In the future, the team plans to expand the research to other species in captivity and ultimately to animals in the wild.
“We have a problem in the world,” Nachtigall said of the oceanic
roar. “And we think the animals can learn this response very rapidly.”
Scientists unconnected to the mammal research called it important.
A rare ability
“It’s a big deal,” said Vincent M. Janik, a prominent marine
biologist at the University of St. Andrews in Scotland.
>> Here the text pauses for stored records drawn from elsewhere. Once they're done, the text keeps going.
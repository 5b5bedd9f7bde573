#![forbid(unsafe_code)]
//! Deterministic multi-replica convergence harness for ChronoTree.
//!
//! A [`Simulator`] drives N replicas over one shared in-memory store. Each
//! round every replica publishes a post replying to a randomly chosen known
//! Content node (or a fresh root), then every ordered pair folds the other's
//! current digest in. After every round the oracle requires full observable
//! convergence. A seed determines the entire run.

pub mod oracle;
pub mod rng;

use anyhow::{Result, bail, ensure};
use chronotree_core::{ChronoTree, Hash, MemoryStore, Node};
use serde::{Deserialize, Serialize};

use crate::oracle::{ConvergenceOracle, ConvergenceReport};
use crate::rng::DeterministicRng;

/// Top-level simulation configuration.
#[derive(Debug, Clone, Copy, PartialEq, Eq, Serialize, Deserialize)]
pub struct SimulationConfig {
    /// RNG seed controlling all nondeterminism.
    pub seed: u64,
    /// Number of replicas gossiping through the shared store.
    pub replica_count: usize,
    /// Number of add-then-merge rounds.
    pub rounds: u64,
}

impl Default for SimulationConfig {
    fn default() -> Self {
        Self {
            seed: 42,
            replica_count: 3,
            rounds: 100,
        }
    }
}

/// Oracle verdict for one completed round.
#[derive(Debug, Clone, PartialEq, Eq)]
pub struct RoundReport {
    /// The round index, starting at 0.
    pub round: u64,
    /// Convergence check after the round's merges.
    pub report: ConvergenceReport,
}

/// Completed simulation run.
#[derive(Debug, Clone, PartialEq, Eq)]
pub struct SimulationResult {
    /// Per-round oracle verdicts. Stops at the first divergent round.
    pub rounds: Vec<RoundReport>,
    /// Whether every round converged.
    pub converged: bool,
    /// The fleet's agreed digest after the final round.
    pub final_bitter_end: Option<Hash>,
}

/// Deterministic replica fleet driver.
pub struct Simulator {
    config: SimulationConfig,
    store: MemoryStore,
    replicas: Vec<ChronoTree<MemoryStore>>,
    rng: DeterministicRng,
}

impl Simulator {
    /// Build a simulator from config.
    ///
    /// # Errors
    ///
    /// Returns an error if the configuration is invalid or a replica cannot
    /// be constructed.
    pub fn new(config: SimulationConfig) -> Result<Self> {
        if config.replica_count == 0 {
            bail!("replica_count must be > 0");
        }
        if config.rounds == 0 {
            bail!("rounds must be > 0");
        }

        let store = MemoryStore::new();
        let mut replicas = Vec::with_capacity(config.replica_count);
        for index in 0..config.replica_count {
            let name = format!("replica-{index}");
            replicas.push(ChronoTree::new(store.clone(), Some(&name))?);
        }

        Ok(Self {
            rng: DeterministicRng::new(config.seed),
            store,
            replicas,
            config,
        })
    }

    /// The shared store the fleet gossips through.
    #[must_use]
    pub fn store(&self) -> &MemoryStore {
        &self.store
    }

    /// Execute all rounds, stopping early on divergence.
    ///
    /// # Errors
    ///
    /// Propagates engine and oracle failures.
    pub fn run(&mut self) -> Result<SimulationResult> {
        let mut rounds = Vec::with_capacity(usize::try_from(self.config.rounds).unwrap_or(0));

        for round in 0..self.config.rounds {
            for index in 0..self.replicas.len() {
                let parent = self.pick_parent(index);
                let payload = format!("replica-{index} round-{round}").into_bytes();
                self.replicas[index].add(Node::content(payload, parent))?;
            }

            for source in 0..self.replicas.len() {
                for target in 0..self.replicas.len() {
                    if source == target {
                        continue;
                    }
                    let digest = self.replicas[target].bitter_end().clone();
                    self.replicas[source].merge(&digest)?;
                }
            }

            let report = ConvergenceOracle::evaluate(&self.replicas)?;
            let converged = report.converged;
            rounds.push(RoundReport { round, report });
            if !converged {
                return Ok(SimulationResult {
                    rounds,
                    converged: false,
                    final_bitter_end: None,
                });
            }
        }

        let final_bitter_end = rounds
            .last()
            .and_then(|last| last.report.bitter_end.clone());
        Ok(SimulationResult {
            rounds,
            converged: true,
            final_bitter_end,
        })
    }

    /// Choose a parent for the next post: a uniformly random known Content
    /// hash, or `None` (a fresh root) while the replica knows none.
    fn pick_parent(&mut self, index: usize) -> Option<Hash> {
        let content: Vec<Hash> = self.replicas[index]
            .known_nodes()
            .into_iter()
            .filter(|(_, node)| node.is_content())
            .map(|(hash, _)| hash.clone())
            .collect();
        self.rng.pick(&content).cloned()
    }
}

/// Run one simulation and require convergence at every round.
///
/// # Errors
///
/// Returns an error on invalid config, engine failure, or divergence.
pub fn run_converging(config: SimulationConfig) -> Result<SimulationResult> {
    let mut simulator = Simulator::new(config)?;
    let result = simulator.run()?;
    ensure!(
        result.converged,
        "replicas diverged at round {}",
        result
            .rounds
            .last()
            .map_or(0, |round_report| round_report.round)
    );
    Ok(result)
}
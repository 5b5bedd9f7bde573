#![forbid(unsafe_code)]

use anyhow::Result;
use chronotree_sim::{SimulationConfig, run_converging};

fn main() -> Result<()> {
    let config = SimulationConfig::default();
    let result = run_converging(config)?;

    println!(
        "simulation complete: seed={} replicas={} rounds={} converged={} bitter_end={}",
        config.seed,
        config.replica_count,
        result.rounds.len(),
        result.converged,
        result
            .final_bitter_end
            .map_or_else(|| "-".to_owned(), |hash| hash.to_string()),
    );

    Ok(())
}
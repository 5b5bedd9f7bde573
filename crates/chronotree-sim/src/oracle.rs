//! Convergence oracle for replica fleets.
//!
//! After a gossip round, every replica must agree on the bitter end and on
//! the BLAKE3 fingerprints of its sorted loose-end and known-node views —
//! not just on digest equality, but on the full observable state.

use anyhow::Result;
use chronotree_core::canonical::canonical_node_form;
use chronotree_core::{ChronoTree, Hash, Storage};

/// Convergence check output for one fleet snapshot.
#[derive(Debug, Clone, PartialEq, Eq)]
pub struct ConvergenceReport {
    /// Whether all replicas are observably identical.
    pub converged: bool,
    /// Indices of replicas that diverged from the first one.
    pub divergent_replicas: Vec<usize>,
    /// The agreed digest (the first replica's, when any exist).
    pub bitter_end: Option<Hash>,
    /// BLAKE3 fingerprint of the first replica's sorted loose ends.
    pub loose_fingerprint: Option<String>,
    /// BLAKE3 fingerprint of the first replica's sorted known nodes.
    pub known_fingerprint: Option<String>,
}

/// Stateless evaluator comparing replica snapshots.
pub struct ConvergenceOracle;

impl ConvergenceOracle {
    /// Compare all replicas against the first and report divergence.
    ///
    /// # Errors
    ///
    /// Fails only if a node cannot be canonically serialised.
    pub fn evaluate<S: Storage>(replicas: &[ChronoTree<S>]) -> Result<ConvergenceReport> {
        let Some(first) = replicas.first() else {
            return Ok(ConvergenceReport {
                converged: true,
                divergent_replicas: Vec::new(),
                bitter_end: None,
                loose_fingerprint: None,
                known_fingerprint: None,
            });
        };

        let canonical = Snapshot::of(first)?;
        let mut divergent_replicas = Vec::new();
        for (index, replica) in replicas.iter().enumerate().skip(1) {
            if Snapshot::of(replica)? != canonical {
                divergent_replicas.push(index);
            }
        }

        Ok(ConvergenceReport {
            converged: divergent_replicas.is_empty(),
            divergent_replicas,
            bitter_end: Some(canonical.bitter_end),
            loose_fingerprint: Some(canonical.loose_fingerprint),
            known_fingerprint: Some(canonical.known_fingerprint),
        })
    }
}

/// The observable state of one replica, reduced to comparable digests.
#[derive(Debug, Clone, PartialEq, Eq)]
struct Snapshot {
    bitter_end: Hash,
    loose_fingerprint: String,
    known_fingerprint: String,
}

impl Snapshot {
    fn of<S: Storage>(replica: &ChronoTree<S>) -> Result<Self> {
        let mut loose = blake3::Hasher::new();
        for hash in replica.loose_ends() {
            loose.update(hash.as_str().as_bytes());
            loose.update(b"\n");
        }

        let mut known = blake3::Hasher::new();
        for (hash, node) in replica.known_nodes() {
            known.update(hash.as_str().as_bytes());
            known.update(b"\t");
            known.update(canonical_node_form(node)?.as_bytes());
            known.update(b"\n");
        }

        Ok(Self {
            bitter_end: replica.bitter_end().clone(),
            loose_fingerprint: format!("blake3:{}", loose.finalize()),
            known_fingerprint: format!("blake3:{}", known.finalize()),
        })
    }
}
In an email, he
said it revealed a rare ability among the planet’s creatures.
Carl Safina, president of the Blue Ocean Institute, a
conservation group in Cold Spring Harbor, N.Y., called the discovery a
potential window into what sea mammals may already do on some occasions
to protect their hearing.
“I’ve sometimes wondered why these high intensity sounds don’t
cause problems all the time,” he said in an interview. “Maybe it’s that,
once the animals hear something very loud, they can adjust their
hearing – dial it down and protect themselves.”
Scientists say the extraordinary hearing of sea mammals evolved
to compensate for poor visibility beneath the waves and to take
advantage of the unique qualities of seawater. Sound travels five times
faster than in air and undergoes far less diminishment.
The heads of whales and dolphins are mazes of resonant chambers
and acoustic lenses that give the animals not only extraordinary hearing
but complex voices. The distinctive songs of humpback whales appear to
be sung exclusively by males seeking mates.
In recent decades, scientists have linked the human cacophony to
reductions in mammalian vocalization, which suggests declines in
foraging and breeding. And the problem is poised to get worse: In May,
the Navy disclosed draft environmental impact statements (Atlantic and
Pacific operations) that said planned expansions could raise the annual
hearing losses among sea mammals to more than 1 million.
Zak Smith, a lawyer with the Natural Resources Defense Council, recently called the new estimates “staggering.”
A question of science, Nachtigall said, is whether the levels of
protective deafening found in Kina can be increased. The team plans to
study the auditory response in such species as bottlenose dolphins and
beluga whales before trying it on wild populations.
The big political hurdle is financing, he said. Federal support
for the sea mammal research has declined in recent years, and industry
is only starting to show interest in the finding.
“I’m pulling in money where I can,” he remarked. Nachtigall said
the research was costly because sea mammals need high levels of care.
But he called it revealing and rewarding. “When it comes to
whales and sound,” Nachtigall said, “we’re just starting to understand.”